---------- DATA EXCERPTS

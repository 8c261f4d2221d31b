use std::fs::File;
use std::io::{BufReader, Read};
use std::path::Path;

use log::debug;
use serde::Serialize;
use serde_json::Value as JsonValue;

use crate::query::executor::result::{DataValue, Dataset, QueryError, QueryResult, Record};

/// Convert a JSON scalar. Arrays and objects are kept as their JSON text.
pub fn value_from_json(value: JsonValue) -> DataValue {
    match value {
        JsonValue::Null => DataValue::Null,
        JsonValue::Bool(b) => DataValue::Boolean(b),
        JsonValue::Number(n) => n.as_f64().map_or(DataValue::Null, DataValue::Number),
        JsonValue::String(s) => DataValue::Text(s),
        nested @ (JsonValue::Array(_) | JsonValue::Object(_)) => DataValue::Text(nested.to_string()),
    }
}

/// Convert a JSON object into a record, keeping its key order
pub fn record_from_json(value: JsonValue) -> QueryResult<Record> {
    match value {
        JsonValue::Object(map) => Ok(map
            .into_iter()
            .map(|(column, value)| (column, value_from_json(value)))
            .collect()),
        other => Err(QueryError::InvalidInput(format!(
            "Expected a JSON object for a record, found {}",
            other
        ))),
    }
}

fn records_from_value(value: JsonValue) -> QueryResult<Dataset> {
    match value {
        JsonValue::Array(items) => items.into_iter().map(record_from_json).collect(),
        _ => Err(QueryError::InvalidInput(
            "Expected a JSON array of objects".to_string(),
        )),
    }
}

/// Parse a dataset from JSON text: an array of flat objects
pub fn records_from_json_str(text: &str) -> QueryResult<Dataset> {
    records_from_value(serde_json::from_str(text)?)
}

pub fn records_from_reader<R: Read>(reader: R) -> QueryResult<Dataset> {
    records_from_value(serde_json::from_reader(reader)?)
}

pub fn records_from_path(path: impl AsRef<Path>) -> QueryResult<Dataset> {
    let path = path.as_ref();
    let records = records_from_reader(BufReader::new(File::open(path)?))?;
    debug!("Loaded {} records from {}", records.len(), path.display());
    Ok(records)
}

pub fn to_json_string<T: Serialize + ?Sized>(value: &T, pretty: bool) -> QueryResult<String> {
    let json = if pretty {
        serde_json::to_string_pretty(value)?
    } else {
        serde_json::to_string(value)?
    };
    Ok(json)
}
pub mod config;

pub use self::config::ExportConfig;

--------------------

**YOUR GOAL**
The material shown above must be written out again in full, exactly as it reads.

**WORKED SOLUTION**
repository 8c261f4d2221d31b
use std::fs::File;
use std::io::{BufReader, Read};
use std::path::Path;

use log::debug;
use serde::Serialize;
use serde_json::Value as JsonValue;

use crate::query::executor::result::{DataValue, Dataset, QueryError, QueryResult, Record};

/// Convert a JSON scalar. Arrays and objects are kept as their JSON text.
pub fn value_from_json(value: JsonValue) -> DataValue {
    match value {
        JsonValue::Null => DataValue::Null,
        JsonValue::Bool(b) => DataValue::Boolean(b),
        JsonValue::Number(n) => n.as_f64().map_or(DataValue::Null, DataValue::Number),
        JsonValue::String(s) => DataValue::Text(s),
        nested @ (JsonValue::Array(_) | JsonValue::Object(_)) => DataValue::Text(nested.to_string()),
    }
}

/// Convert a JSON object into a record, keeping its key order
pub fn record_from_json(value: JsonValue) -> QueryResult<Record> {
    match value {
        JsonValue::Object(map) => Ok(map
            .into_iter()
            .map(|(column, value)| (column, value_from_json(value)))
            .collect()),
        other => Err(QueryError::InvalidInput(format!(
            "Expected a JSON object for a record, found {}",
            other
        ))),
    }
}

fn records_from_value(value: JsonValue) -> QueryResult<Dataset> {
    match value {
        JsonValue::Array(items) => items.into_iter().map(record_from_json).collect(),
        _ => Err(QueryError::InvalidInput(
            "Expected a JSON array of objects".to_string(),
        )),
    }
}

/// Parse a dataset from JSON text: an array of flat objects
pub fn records_from_json_str(text: &str) -> QueryResult<Dataset> {
    records_from_value(serde_json::from_str(text)?)
}

pub fn records_from_reader<R: Read>(reader: R) -> QueryResult<Dataset> {
    records_from_value(serde_json::from_reader(reader)?)
}

pub fn records_from_path(path: impl AsRef<Path>) -> QueryResult<Dataset> {
    let path = path.as_ref();
    let records = records_from_reader(BufReader::new(File::open(path)?))?;
    debug!("Loaded {} records from {}", records.len(), path.display());
    Ok(records)
}

pub fn to_json_string<T: Serialize + ?Sized>(value: &T, pretty: bool) -> QueryResult<String> {
    let json = if pretty {
        serde_json::to_string_pretty(value)?
    } else {
        serde_json::to_string(value)?
    };
    Ok(json)
}
pub mod config;

pub use self::config::ExportConfig;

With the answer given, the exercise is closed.